● **Instructions for the task**:
Scan the entries for the word "core" and return every line that has it.

● **Data records**:

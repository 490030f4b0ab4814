//! OpenAddressingHashSet: linear probing over a power-of-two slot array that
//! doubles, with a full rehash, whenever an insertion would push the load
//! factor past the configured threshold.

use crate::config::{validate_threshold, TableConfig};
use crate::error::{Result, TableError};
use crate::hashing::{HashKey, HashKind, KeyHasher};

/// Slot count of a freshly built table.
pub const INITIAL_CAPACITY: usize = 8;

// Largest slot array `Vec` can describe.
const MAX_SLOTS: usize = isize::MAX as usize / core::mem::size_of::<Option<i64>>();

/// Snapshot of a table's structural counters.
#[derive(Copy, Clone, Debug, Eq, PartialEq)]
pub struct TableStats {
    pub len: usize,
    pub capacity: usize,
    pub resize_count: usize,
    /// Probe steps since the last growth.
    pub collision_count: u64,
    /// Probe steps since construction, excluding rehashing.
    pub total_collisions: u64,
}

enum Probe {
    Found(usize),
    Vacant { index: usize, steps: u64 },
}

#[derive(Clone, Debug)]
pub struct OpenAddressingHashSet {
    slots: Vec<Option<i64>>,
    count: usize,
    threshold: f64,
    hasher: KeyHasher,
    resize_count: usize,
    collision_count: u64,
    total_collisions: u64,
}

impl OpenAddressingHashSet {
    pub fn new(load_factor_threshold: f64, hash: HashKind) -> Result<Self> {
        validate_threshold(load_factor_threshold)?;
        Ok(Self {
            slots: vec![None; INITIAL_CAPACITY],
            count: 0,
            threshold: load_factor_threshold,
            hasher: hash.build(),
            resize_count: 0,
            collision_count: 0,
            total_collisions: 0,
        })
    }

    pub fn from_config(config: &TableConfig) -> Result<Self> {
        Self::new(config.load_factor_threshold, config.hash)
    }

    pub fn capacity(&self) -> usize {
        self.slots.len()
    }
    pub fn len(&self) -> usize {
        self.count
    }
    pub fn is_empty(&self) -> bool {
        self.count == 0
    }
    pub fn load_factor(&self) -> f64 {
        self.count as f64 / self.capacity() as f64
    }
    pub fn load_factor_threshold(&self) -> f64 {
        self.threshold
    }
    pub fn hash_kind(&self) -> HashKind {
        self.hasher.kind()
    }
    pub fn resize_count(&self) -> usize {
        self.resize_count
    }
    pub fn collision_count(&self) -> u64 {
        self.collision_count
    }
    pub fn total_collisions(&self) -> u64 {
        self.total_collisions
    }

    pub fn stats(&self) -> TableStats {
        TableStats {
            len: self.count,
            capacity: self.capacity(),
            resize_count: self.resize_count,
            collision_count: self.collision_count,
            total_collisions: self.total_collisions,
        }
    }

    /// Raw slot array, in index order.
    pub fn slots(&self) -> &[Option<i64>] {
        &self.slots
    }

    #[inline]
    fn home(&self, key: i64, mask: usize) -> usize {
        (self.hasher.hash_key(key) & mask as u64) as usize
    }

    // Terminates because the load bound keeps at least one slot empty.
    fn probe(&self, key: i64) -> Probe {
        let mask = self.capacity() - 1;
        let mut index = self.home(key, mask);
        let mut steps = 0;
        loop {
            match self.slots[index] {
                Some(k) if k == key => return Probe::Found(index),
                Some(_) => {
                    steps += 1;
                    index = (index + 1) & mask;
                }
                None => return Probe::Vacant { index, steps },
            }
        }
    }

    pub fn contains(&self, key: i64) -> bool {
        matches!(self.probe(key), Probe::Found(_))
    }

    /// How many slots past its home slot `key` is stored, if present.
    pub fn probe_distance(&self, key: i64) -> Option<usize> {
        match self.probe(key) {
            Probe::Found(index) => {
                let mask = self.capacity() - 1;
                Some(index.wrapping_sub(self.home(key, mask)) & mask)
            }
            Probe::Vacant { .. } => None,
        }
    }

    /// Insert `key`. Returns `Ok(false)` if it was already present, in which
    /// case nothing changes. Growth happens before placement, so the load
    /// bound holds once this returns. On `OutOfMemory` the key is not
    /// inserted and the table is still valid.
    pub fn insert(&mut self, key: i64) -> Result<bool> {
        let (index, steps) = match self.probe(key) {
            Probe::Found(_) => return Ok(false),
            Probe::Vacant { index, steps } if !self.exceeds_threshold(self.capacity()) => {
                (index, steps)
            }
            Probe::Vacant { .. } => {
                self.reserve_one()?;
                match self.probe(key) {
                    Probe::Vacant { index, steps } => (index, steps),
                    Probe::Found(_) => return Ok(false),
                }
            }
        };
        self.slots[index] = Some(key);
        self.count += 1;
        self.collision_count += steps;
        self.total_collisions += steps;
        Ok(true)
    }

    /// Insert every key, returning how many were new.
    pub fn try_extend<I>(&mut self, keys: I) -> Result<usize>
    where
        I: IntoIterator<Item = i64>,
    {
        let mut added = 0;
        for key in keys {
            if self.insert(key)? {
                added += 1;
            }
        }
        Ok(added)
    }

    pub fn iter(&self) -> Iter<'_> {
        Iter {
            it: self.slots.iter(),
        }
    }

    fn exceeds_threshold(&self, capacity: usize) -> bool {
        (self.count + 1) as f64 / capacity as f64 > self.threshold
    }

    // Finds the smallest doubling that takes one more key under the
    // threshold and rehashes into it once, however many doublings it spans.
    fn reserve_one(&mut self) -> Result<()> {
        let mut target = self.capacity();
        while self.exceeds_threshold(target) {
            target = match target.checked_mul(2) {
                Some(t) if t <= MAX_SLOTS => t,
                _ => {
                    log::warn!(
                        "cannot grow past {} slots for threshold {}",
                        target,
                        self.threshold
                    );
                    return Err(TableError::OutOfMemory {
                        requested_slots: target.saturating_mul(2),
                    });
                }
            };
        }
        self.grow_to(target)
    }

    // The new array is fully populated before it replaces the old one, so a
    // failed allocation leaves the table untouched. Each doubling spanned
    // counts as one resize.
    fn grow_to(&mut self, new_capacity: usize) -> Result<()> {
        let old_capacity = self.capacity();
        debug_assert!(new_capacity.is_power_of_two() && new_capacity > old_capacity);
        let mut slots: Vec<Option<i64>> = Vec::new();
        if let Err(err) = slots.try_reserve_exact(new_capacity) {
            log::warn!(
                "failed to allocate {} slots while growing from {}: {}",
                new_capacity,
                old_capacity,
                err
            );
            return Err(TableError::OutOfMemory {
                requested_slots: new_capacity,
            });
        }
        slots.resize(new_capacity, None);

        let mask = new_capacity - 1;
        let mut carried = 0;
        for key in self.slots.iter().flatten().copied() {
            let mut index = self.home(key, mask);
            while slots[index].is_some() {
                index = (index + 1) & mask;
            }
            slots[index] = Some(key);
            carried += 1;
        }
        debug_assert_eq!(carried, self.count);

        log::debug!(
            "grew {} table {} -> {} slots, rehashed {} keys",
            self.hasher.kind(),
            old_capacity,
            new_capacity,
            carried
        );
        self.slots = slots;
        self.count = carried;
        self.collision_count = 0;
        self.resize_count += (new_capacity.trailing_zeros() - old_capacity.trailing_zeros()) as usize;
        Ok(())
    }
}

impl Extend<i64> for OpenAddressingHashSet {
    /// Panics if the table cannot grow; use [`OpenAddressingHashSet::try_extend`]
    /// to handle allocation failure.
    fn extend<I: IntoIterator<Item = i64>>(&mut self, keys: I) {
        if let Err(err) = self.try_extend(keys) {
            panic!("{err}");
        }
    }
}

/// Iterator over stored keys in slot order.
pub struct Iter<'a> {
    it: core::slice::Iter<'a, Option<i64>>,
}

impl<'a> Iterator for Iter<'a> {
    type Item = i64;
    #[inline]
    fn next(&mut self) -> Option<Self::Item> {
        self.it.by_ref().find_map(|s| *s)
    }
}

impl<'a> IntoIterator for &'a OpenAddressingHashSet {
    type Item = i64;
    type IntoIter = Iter<'a>;
    fn into_iter(self) -> Self::IntoIter {
        self.iter()
    }
}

● **Task solution**:
const MAX_SLOTS: usize = isize::MAX as usize / core::mem::size_of::<Option<i64>>();
    it: core::slice::Iter<'a, Option<i64>>,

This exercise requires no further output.